加えてパインには殺菌・消毒作用もあるためアトピー性皮膚炎や乾燥性湿疹などの皮膚トラブルに取り入れられることが増えているようです。ニキビ予防やケアなどにも役立ってくれるでしょう。パイン系の精油の中ではスコッチパインが最も皮膚に利用しやすい精油と言われていますが、それでも皮膚刺激がある精油であることに違いはありません。特に炎症を起こしている部位はデリケートになっていますから、きちんとパッチテストを行い濃度などに注意して用いるようにしてください。

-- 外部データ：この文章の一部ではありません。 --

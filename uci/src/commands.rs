use cozy_chess::Board;

/// Commands flowing from a GUI to an engine.
///
/// The bot decodes these from its own stdin and encodes them when talking
/// to the external evaluation engine.
#[derive(Debug, Clone, PartialEq)]
pub enum UciInput {
    Uci,
    Debug(bool),
    IsReady,

    UciNewGame,
    Position(Box<Board>),
    Go(GoParams),

    Stop,
    Quit,
    SetOption {
        name: String,
        value: String,
    },
    Unknown(String),
}

/// Lines flowing from an engine to a GUI.
#[derive(Debug, Clone, PartialEq)]
pub enum UciOutput {
    IdName(String),
    IdAuthor(String),
    UciOk,
    ReadyOk,
    BestMove {
        best_move: String,
        ponder: Option<String>,
    },
    Info(Info),
    InfoString(String),
    Option(String),
    Raw(String),
}

#[derive(Debug, Clone, Default, PartialEq)]
pub struct Info {
    pub depth: Option<u8>,
    pub sel_depth: Option<u8>,
    pub nodes: Option<u64>,
    pub nodes_per_second: Option<u64>,
    pub time: Option<u64>,
    pub pv: Vec<String>,
    pub score: Option<Score>,
}

#[derive(Debug, Clone, Copy, PartialEq, Eq)]
pub enum Score {
    Centipawns(i32), // centipawns
    Mate(i32),       // Positive for mate-in-n, negative for mated-in-n
}

#[derive(Debug, Clone, Default, PartialEq, Eq)]
pub struct GoParams {
    // Search in the background until a stop command is received.
    pub infinite: bool,

    // Restrict search to moves in this list.
    pub search_moves: Option<Vec<String>>,

    // Integer of milliseconds White has left on the clock.
    pub wtime: Option<u64>,

    // Integer of milliseconds Black has left on the clock.
    pub btime: Option<u64>,

    // Integer of white Fisher increment.
    pub winc: Option<u64>,

    // Integer of black Fisher increment.
    pub binc: Option<u64>,

    // Number of moves to the next time control. If this is not set, but wtime or btime are, then it is sudden death.
    pub moves_to_go: Option<u64>,

    // Search depth ply only.
    pub depth: Option<u8>,

    // Search exactly movetime milliseconds.
    pub move_time: Option<u64>,
}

そのほか毛細血管を拡張することで血行を促す働きもありますので、肌のくすみや目の下のクマが気になる場合に取り入れてみても良いと思います。お顔は皮膚が薄いので皮膚刺激性の問題がありますから、最初は手や足裏などのマサージなどから取り入れてみるという方法もあります。アロマバスやマッサージオイルとして利用すると、肌トラブルの緩和と血行不良・冷え性の改善両方が期待できますよ。
空気浄化剤として
パインの精油は優れた抗菌特性とデオドラント作用があり、低濃度で香らせるとあまり好き嫌いのない香りでもある事からお部屋の空気清浄用としても優れています。清々しさだけではなく風邪・インフルエンザ予防としても役立ってくれるでしょう。

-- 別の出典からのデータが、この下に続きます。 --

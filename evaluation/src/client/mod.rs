use std::path::PathBuf;
use std::sync::atomic::{AtomicBool, AtomicU64, Ordering};
use std::sync::{Mutex, PoisonError};
use std::time::{Duration, Instant};

use cozy_chess::{util::parse_uci_move, Board, Move};
use log::{debug, info, warn};
use uci::{moves_to_uci, GoParams, NULL_MOVE};
use utils::{has_check, has_legal_moves};

use crate::{BestMove, Evaluation, EvaluationError, Evaluator};

mod process;

use process::{EngineProcess, SearchReply};

const DEFAULT_GRACE: Duration = Duration::from_millis(500);
const DEFAULT_HANDSHAKE_TIMEOUT: Duration = Duration::from_secs(10);

/// How to launch and talk to the external engine.
#[derive(Debug, Clone)]
pub struct EngineSettings {
    pub path: PathBuf,
    pub args: Vec<String>,
    /// Sent as `setoption` during every handshake.
    pub options: Vec<(String, String)>,
    /// Extra time allowed past the requested search time before giving up.
    pub grace: Duration,
    pub handshake_timeout: Duration,
}

impl EngineSettings {
    pub fn new(path: impl Into<PathBuf>) -> Self {
        Self {
            path: path.into(),
            args: Vec::new(),
            options: Vec::new(),
            grace: DEFAULT_GRACE,
            handshake_timeout: DEFAULT_HANDSHAKE_TIMEOUT,
        }
    }
}

/// Evaluator backed by one long-lived UCI engine process.
///
/// The session sits behind a mutex, so concurrent callers are serialised
/// and request/response pairs never interleave. A session that fails is
/// discarded; when the process itself died, one fresh process is started
/// and the request retried before the error is returned.
pub struct EngineClient {
    settings: EngineSettings,
    session: Mutex<Option<EngineProcess>>,
    closed: AtomicBool,
    round_trips: AtomicU64,
}

impl EngineClient {
    /// Starts the engine and completes the UCI handshake.
    pub fn spawn(settings: EngineSettings) -> Result<Self, EvaluationError> {
        let process = start(&settings)?;
        info!("Engine {} ready", settings.path.display());

        Ok(Self {
            settings,
            session: Mutex::new(Some(process)),
            closed: AtomicBool::new(false),
            round_trips: AtomicU64::new(0),
        })
    }

    /// Number of completed search round trips.
    pub fn round_trips(&self) -> u64 {
        self.round_trips.load(Ordering::Relaxed)
    }

    /// Shuts the engine down. Later calls fail with `EvaluationError::Closed`.
    pub fn close(&self) {
        if self.closed.swap(true, Ordering::AcqRel) {
            return;
        }

        let process = self
            .session
            .lock()
            .unwrap_or_else(PoisonError::into_inner)
            .take();
        drop(process);

        info!("Engine {} closed", self.settings.path.display());
    }

    fn ensure_open(&self) -> Result<(), EvaluationError> {
        if self.closed.load(Ordering::Acquire) {
            return Err(EvaluationError::Closed);
        }
        Ok(())
    }

    fn search(
        &self,
        board: &Board,
        params: GoParams,
        time: Duration,
    ) -> Result<SearchReply, EvaluationError> {
        let reply = self.with_session(|process| {
            let deadline = Instant::now() + time + self.settings.grace;
            process.go(board, params.clone(), deadline)
        })?;

        self.round_trips.fetch_add(1, Ordering::Relaxed);
        Ok(reply)
    }

    fn with_session<T, F>(&self, mut request: F) -> Result<T, EvaluationError>
    where
        F: FnMut(&mut EngineProcess) -> Result<T, EvaluationError>,
    {
        self.ensure_open()?;
        let mut session = self.session.lock().unwrap_or_else(PoisonError::into_inner);
        // close() may have run while we waited for the lock
        self.ensure_open()?;

        let result = match session.as_mut() {
            Some(process) => request(process),
            None => Err(EvaluationError::Disconnected),
        };

        match result {
            Ok(value) => Ok(value),
            Err(e) if e.is_disconnect() => {
                warn!("Engine session lost ({}), restarting", e);
                *session = None;

                let mut process = start(&self.settings)?;
                let retried = request(&mut process);
                if retried.is_ok() {
                    *session = Some(process);
                }
                retried
            }
            Err(e) => {
                debug!("Discarding engine session after: {}", e);
                *session = None;
                Err(e)
            }
        }
    }
}

impl Evaluator for EngineClient {
    fn name(&self) -> String {
        self.settings
            .path
            .file_stem()
            .map(|stem| stem.to_string_lossy().to_string())
            .unwrap_or_else(|| self.settings.path.display().to_string())
    }

    fn evaluate(&self, board: &Board, slice: Duration) -> Result<Evaluation, EvaluationError> {
        self.ensure_open()?;
        let millis = to_millis(slice)?;

        // Terminal positions have nothing to search.
        if !has_legal_moves(board) {
            return Ok(if has_check(board) {
                Evaluation::mated()
            } else {
                Evaluation::DRAW
            });
        }

        let params = GoParams {
            move_time: Some(millis),
            ..Default::default()
        };
        let reply = self.search(board, params, slice)?;

        reply.score.map(Evaluation::from).ok_or_else(|| {
            EvaluationError::Malformed(format!("no score before bestmove {}", reply.best_move))
        })
    }

    fn best_move(
        &self,
        board: &Board,
        time: Duration,
        search_moves: Option<&[Move]>,
    ) -> Result<BestMove, EvaluationError> {
        self.ensure_open()?;
        let millis = to_millis(time)?;

        let params = GoParams {
            move_time: Some(millis),
            search_moves: search_moves.map(|moves| moves_to_uci(board, moves)),
            ..Default::default()
        };
        let reply = self.search(board, params, time)?;

        if reply.best_move == NULL_MOVE || reply.best_move == "(none)" {
            return Err(EvaluationError::Malformed(format!(
                "engine returned no move ({})",
                reply.best_move
            )));
        }

        let mv = parse_uci_move(board, &reply.best_move)
            .ok()
            .filter(|&mv| board.is_legal(mv))
            .ok_or_else(|| {
                EvaluationError::Malformed(format!("illegal bestmove {}", reply.best_move))
            })?;

        Ok(BestMove {
            mv,
            evaluation: reply.score.map(Evaluation::from),
        })
    }

    fn new_game(&self) -> Result<(), EvaluationError> {
        let timeout = self.settings.handshake_timeout;
        self.with_session(|process| process.new_game(timeout))
    }

    fn close(&self) {
        EngineClient::close(self);
    }
}

impl Drop for EngineClient {
    fn drop(&mut self) {
        self.close();
    }
}

fn start(settings: &EngineSettings) -> Result<EngineProcess, EvaluationError> {
    let mut process = EngineProcess::spawn(settings)?;
    process.handshake(&settings.options, settings.handshake_timeout)?;
    Ok(process)
}

fn to_millis(time: Duration) -> Result<u64, EvaluationError> {
    match u64::try_from(time.as_millis()) {
        Ok(0) => Err(EvaluationError::ZeroSlice),
        Ok(millis) => Ok(millis),
        Err(_) => Ok(u64::MAX),
    }
}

樹木系の精油の多くにはシックハウスの原因物質であるホルムアルデヒドを分解する作用があることが判明しています。ヒノキが有名ですが、パイン(松科)の精油もヒノキの精油と並んで高い効果を示したと報告されていますから、シックハウス対策として利用してみても良さそうですね。
スコッチ・パインの利用について
相性の良い香り
同系統である樹木系、香りに軽さを出してくれる柑橘系との相性が良いとされています。似た印象を持つハーブ系・樹脂系の香りとも比較的組み合わせやすいでしょう。
【スコッチ・パインのブレンド例】
- 心のサポートに⇒フランキンセンス、ミルラ、シダーウッド
- 集中力を高めたい⇒ペパーミント、レモン、ローズマリー
- 血行不良・むくみに⇒シナモン、ジュニパー、スパイクナード
- 風邪予防に⇒ニアウリ、クローブ、マートル、シトロネラ
- お肌のケアに⇒ラベンダー、ティートリー、サンダルウッド
パイン精油の注意点
- 妊娠初期の使用は避けましょう。
- 膚刺激が強いので低濃度で用いるようにしましょう。敏感肌・皮膚アレルギーがある場合は特に注意が必要です。
- アロマテラピーは医療ではありません。効果や効能は心身の不調改善を保証するものではありませんのでご了承ください。